Samstag, 4. Juli 2015

Wüst und leer

Poesie a la carte am Sonntag 

bei Worttupfer

nach  Wald,, Schloss, Meer, Weg, Steine, Farben,
 das Thema an diesem Sonntag "Wüste"
Marokko


Es sollte mir eigentlich nicht schwerfallen bei den Temperaturen um 38 Grad bei uns an dieWüste zu denken. Als ich heute morgen an den Kühlschrank ging und mir eine Flasche Wasser  heraus nahm, dachte ich, wie gut habe ich es doch. Bei uns gibt es für kurze Zeit heiße Sommertage und wir stöhnen über die Hitze.
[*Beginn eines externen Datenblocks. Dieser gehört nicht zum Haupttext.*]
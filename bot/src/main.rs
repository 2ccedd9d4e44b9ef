use std::sync::Arc;
use std::time::Duration;

use anyhow::{Context, Result};
use async_trait::async_trait;
use clap::{Parser, Subcommand};
use tracing_subscriber::{layer::SubscriberExt, util::SubscriberInitExt, EnvFilter};

use design_bot::config::ClientConfig;
use design_bot::discord::{DiscordClient, EditError, MessageEditor, DEFAULT_API_BASE};
use design_bot::interactions::{DesignCommand, DesignHandler};
use design_bot::mcp::{JsonObject, ToolCall, ToolClient};

#[derive(Parser)]
#[command(name = "design-bot")]
#[command(about = "Drive the design MCP tool server from the command line")]
struct Cli {
    #[command(subcommand)]
    command: Commands,

    /// Emit logs as JSON
    #[arg(long, global = true)]
    log_json: bool,

    /// Discord REST base URL
    #[arg(long, env = "DISCORD_API_BASE", default_value = DEFAULT_API_BASE)]
    discord_api_base: String,

    /// Bot token sent with follow-up edits
    #[arg(long, env = "DISCORD_TOKEN", hide_env_values = true)]
    discord_token: Option<String>,
}

#[derive(Subcommand)]
enum Commands {
    /// List tools advertised by the server
    Tools,
    /// Call a tool directly
    Call {
        /// Tool name
        tool: String,
        /// Arguments as a JSON object
        #[arg(long, short)]
        args: Option<String>,
        /// Call timeout in seconds (defaults to MCP_TIMEOUT_SECS)
        #[arg(long)]
        timeout: Option<u64>,
    },
    /// Run the design command
    ///
    /// With an interaction token the follow-up edits that interaction's
    /// original response; otherwise it is printed.
    Design {
        /// Design prompt
        prompt: String,
        /// Application that received the interaction
        #[arg(long, requires = "interaction_token")]
        application_id: Option<String>,
        /// Token of the interaction to edit
        #[arg(long, requires = "application_id")]
        interaction_token: Option<String>,
    },
}

#[tokio::main]
async fn main() -> Result<()> {
    let cli = Cli::parse();
    init_tracing(cli.log_json)?;

    let config = ClientConfig::load().context("Failed to load configuration")?;
    tracing::debug!(transport = config.transport.kind(), "Loaded client configuration");
    let client = Arc::new(ToolClient::new(config));

    match cli.command {
        Commands::Tools => run_tools(&client).await?,
        Commands::Call {
            tool,
            args,
            timeout,
        } => run_call_tool(&client, &tool, args, timeout).await?,
        Commands::Design {
            prompt,
            application_id,
            interaction_token,
        } => {
            let (editor, application_id, interaction_token): (Arc<dyn MessageEditor>, _, _) =
                match (application_id, interaction_token) {
                    (Some(app), Some(token)) => (
                        Arc::new(DiscordClient::new(cli.discord_api_base, cli.discord_token)),
                        app,
                        token,
                    ),
                    _ => (Arc::new(StdoutEditor), "cli".to_string(), "cli".to_string()),
                };
            let command = DesignCommand {
                prompt,
                user_id: "cli".to_string(),
                application_id,
                interaction_token,
            };
            DesignHandler::new(client, editor).process(command).await;
        }
    }

    Ok(())
}

/// Logs go to stderr; `LOG_FORMAT=json` has the same effect as `--log-json`
fn init_tracing(json: bool) -> Result<()> {
    let filter = EnvFilter::try_from_default_env().or_else(|_| EnvFilter::try_new("info"))?;

    let use_json = json
        || std::env::var("LOG_FORMAT")
            .map(|v| v.eq_ignore_ascii_case("json"))
            .unwrap_or(false);

    let registry = tracing_subscriber::registry().with(filter);

    if use_json {
        registry
            .with(
                tracing_subscriber::fmt::layer()
                    .json()
                    .with_writer(std::io::stderr),
            )
            .init();
    } else {
        registry
            .with(tracing_subscriber::fmt::layer().with_writer(std::io::stderr))
            .init();
    }

    Ok(())
}

async fn run_tools(client: &ToolClient) -> Result<()> {
    client.connect().await?;
    let tools = client.tools();
    client.disconnect().await;

    if tools.is_empty() {
        println!("No tools found.");
        return Ok(());
    }

    println!("=== {} tools ===", tools.len());
    for tool in tools {
        let desc = tool
            .description
            .as_deref()
            .unwrap_or("No description")
            .lines()
            .next()
            .unwrap_or("");
        println!("  {} - {}", tool.name, desc);
    }

    Ok(())
}

async fn run_call_tool(
    client: &ToolClient,
    tool_name: &str,
    args: Option<String>,
    timeout: Option<u64>,
) -> Result<()> {
    let arguments: JsonObject = match args {
        Some(json) => serde_json::from_str(&json).context("--args must be a JSON object")?,
        None => JsonObject::new(),
    };

    println!("Calling tool: {}", tool_name);
    if !arguments.is_empty() {
        println!("Arguments: {}", serde_json::to_string_pretty(&arguments)?);
    }
    println!();

    let mut call = ToolCall::new(tool_name)
        .arguments(arguments)
        .on_progress(|event| eprintln!("[progress] {}", event));
    if let Some(secs) = timeout {
        call = call.timeout(Duration::from_secs(secs));
    }

    let result = client.call(call).await?;

    println!("Result:");
    for content in &result.content {
        match &content.raw {
            rmcp::model::RawContent::Text(text) => {
                println!("{}", text.text);
            }
            _ => {
                println!("{:?}", content);
            }
        }
    }

    Ok(())
}

/// Prints follow-up edits instead of sending them to Discord
struct StdoutEditor;

#[async_trait]
impl MessageEditor for StdoutEditor {
    async fn edit_message(
        &self,
        _application_id: &str,
        _interaction_token: &str,
        _message_id: &str,
        content: &str,
    ) -> Result<(), EditError> {
        println!("{}", content);
        Ok(())
    }

    async fn delete_message(
        &self,
        _application_id: &str,
        _interaction_token: &str,
        _message_id: &str,
    ) -> Result<(), EditError> {
        Ok(())
    }
}
//! The `design` command
//!
//! Acknowledges immediately with a deferred ephemeral response, then runs
//! `gen_design` in the background and edits the original response with the
//! rendered image or the failure message.

use std::sync::Arc;
use std::time::Instant;

use crate::discord::MessageEditor;
use crate::mcp::{
    decode_text_payload, GatePermit, RenderedDesign, ToolCall, ToolClient, ToolResult,
};

use super::{Interaction, InteractionResponse, RouteError};

/// Tool that renders a design from a prompt
pub const DESIGN_TOOL: &str = "gen_design";

pub const BUSY_MESSAGE: &str = "Another design request is being processed, please try again later.";
pub const PROCESSING_MESSAGE: &str = "Processing...";

/// A parsed `design` command
#[derive(Debug, Clone, PartialEq)]
pub struct DesignCommand {
    pub prompt: String,
    pub user_id: String,
    pub application_id: String,
    pub interaction_token: String,
}

impl DesignCommand {
    pub fn from_interaction(interaction: &Interaction) -> Result<Self, RouteError> {
        let prompt = interaction
            .first_option_str()
            .ok_or(RouteError::Missing("prompt option"))?;
        let user_id = interaction.user_id().ok_or(RouteError::Missing("user"))?;

        Ok(Self {
            prompt: prompt.to_string(),
            user_id: user_id.to_string(),
            application_id: interaction.application_id.clone(),
            interaction_token: interaction.token.clone(),
        })
    }
}

/// Runs design commands against the tool client
#[derive(Clone)]
pub struct DesignHandler {
    client: Arc<ToolClient>,
    editor: Arc<dyn MessageEditor>,
}

impl DesignHandler {
    pub fn new(client: Arc<ToolClient>, editor: Arc<dyn MessageEditor>) -> Self {
        Self { client, editor }
    }

    /// Answer the interaction now and finish the work in a background task
    ///
    /// The gate is taken here and handed to the task, so of two commands
    /// arriving together only one is acknowledged.
    pub fn handle(&self, command: DesignCommand) -> InteractionResponse {
        let permit = match self.client.gate().try_acquire() {
            Ok(permit) => permit,
            Err(_) => {
                tracing::info!(
                    user = %command.user_id,
                    "Design request rejected: tool server busy"
                );
                return InteractionResponse::message(BUSY_MESSAGE);
            }
        };

        let handler = self.clone();
        tokio::spawn(async move { handler.run(command, Some(permit)).await });

        InteractionResponse::deferred_ephemeral(PROCESSING_MESSAGE)
    }

    /// Generate the design and edit the original response with the outcome
    pub async fn process(&self, command: DesignCommand) {
        self.run(command, None).await
    }

    async fn run(&self, command: DesignCommand, permit: Option<GatePermit>) {
        let started = Instant::now();
        tracing::info!(user = %command.user_id, "design command: {}", command.prompt);

        let content = match self.generate(&command.prompt, started, permit).await {
            Ok(design) => {
                tracing::info!("parsed design result: {}", design.rendered_image);
                format!(
                    "Design request processed: {}\n\nResult: {}",
                    command.prompt, design.rendered_image
                )
            }
            Err(e) => {
                tracing::error!(kind = e.kind(), "Error handling design command: {}", e);
                format!("Design request failed: {}", e)
            }
        };

        // A failed edit has nowhere left to be reported.
        if let Err(e) = self
            .editor
            .edit_original(&command.application_id, &command.interaction_token, &content)
            .await
        {
            tracing::error!("Failed to send design follow-up: {}", e);
        }

        tracing::info!(
            user = %command.user_id,
            "Design request finished in {:.1}s",
            started.elapsed().as_secs_f64()
        );
    }

    async fn generate(
        &self,
        prompt: &str,
        started: Instant,
        permit: Option<GatePermit>,
    ) -> ToolResult<RenderedDesign> {
        let call = ToolCall::new(DESIGN_TOOL)
            .arg("prompt", prompt)
            .on_progress(move |event| {
                tracing::info!(
                    "[progress] {} ({:.1}s): {}",
                    DESIGN_TOOL,
                    started.elapsed().as_secs_f64(),
                    event
                );
            });

        let result = match permit {
            Some(permit) => self.client.call_with_permit(permit, call).await?,
            None => self.client.call(call).await?,
        };
        decode_text_payload(DESIGN_TOOL, &result)
    }
}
Wir haben Wasser, können es uns Kistenweise holen, eisgekühlt kann unser Durst gestillt werden.
In Afrika haben sie beides, Hunger und Durst. Brunnen die vertrocknen im Wüstensand, sie laufen mit Kanistern und holen das Wasser von weit her, oft ist es verseucht und dreckig. Dazu der Saharawind in vielen Ländern.
Dort ist die Wüste durch das Klima naturgegeben.
Hier werden wir uns unsere eigene Wüste schaffen obwohl wir alles haben an Grün, was uns das Leben mehr als erträglich macht. Wir vernichten unser Paradies langsam aber sicher. Dabei sind wir auf der Sonnenseite der Erde mit einem guten Klima. Vor vielen Jahren hat das Thema Umwelt mich schon beschäftigt so dass ich darüber Gedichte schrieb.Der Klimawandel ist im Gange.
 Ich denke es passt heute auch zu der Poesie am Sonntag bei Worttupfer auch wenn es nachdenklich stimmt, es gibt eben nicht nur die heile Welt
K.S.2015

Poesie a la carte

Vernichtung

Ich glaube die Erde wird wüst und leer
der Reichtum abgeerntet
der Boden karg und schwer
das Meer wird riesengroß
ein gewaltiger Sturm bricht los
die Sonne unerträglich heiß
an den Polen schmilzt das Eis
die Erde explodiert!
1988 geschrieben  geändert 2015


Vernichtung Atom

 Wo sind die Bäume,
 Blumen und Wiesen geblieben,
wo sind die Träume,
alles was wir Menschen lieben?
Keinen Samen können wir streuen,
wir müssen bereuen,
unsere Kinder klagen uns an.
Das Paradies ist kein Vermächtnis mehr,
die Erde wird wüst und leer. 
 1988 K.S.inspirierten mich zu dem Text
    Frankreichs  Atomversuche von 1960-1996 

Am Strand von Bansin aufgenommen K.S.
   Frankreichs  Atomversuche von 1960-1996                             


Über die Auswirkungen der Tests in Algerien ist wenig bekannt. Die Sahara im Umkreis von 300 km südwestlich bis 300 km östlich von Hamoudia war seinerzeit praktisch menschenleer. Alle vier Explosionswolken wehten in diese Richtungen. Auf Wunsch Algeriens untersuchte die IAEA das Gelände und stellte in ihrem Bericht von 2005 fest, dass aufgrund der sehr schwachen restlichen Radioaktivität erst dann Sicherheitsmassnahmen zu veranlassen seien, wenn sich größerer menschliche Aktivität in der Gegend abzeichnet. Dann müsse der Zutritt zu den vier Explosionsorten untersagt werden. Es gibt aber Gerüchte über einige Zwischenfälle und eine Verstrahlung weiter Teile der Wüste Sahara. Auch in diesem Fall hatte im besonderen eine ethnische Minderheit, das Nomadenvolk der Berber, unter den Atomtests zu leiden.
 heute denke ich an Fukishima

Kommentare:

  1. Hallo liebes Klärchen,
    deine Gedanken kann ich so gut nachvollziehen,
    denn ich habe ich Rahmen meiner Mitarbeit
    im Indienhilfswerk HANDinHAND
    (über 10 Jahre war ich dort im Vorstand tätig)
    mehrere Indienreisen hinter mit.
    Ich kenne Durst und das wohltuende Gefühl,
    frisches und sauberes Wasser zu trinken...
    das viele Menschen unsere Erde eben nicht haben....
    Mein Weg war und ist das Engagement für
    die "EINE WELT", die uns geschenkt ist....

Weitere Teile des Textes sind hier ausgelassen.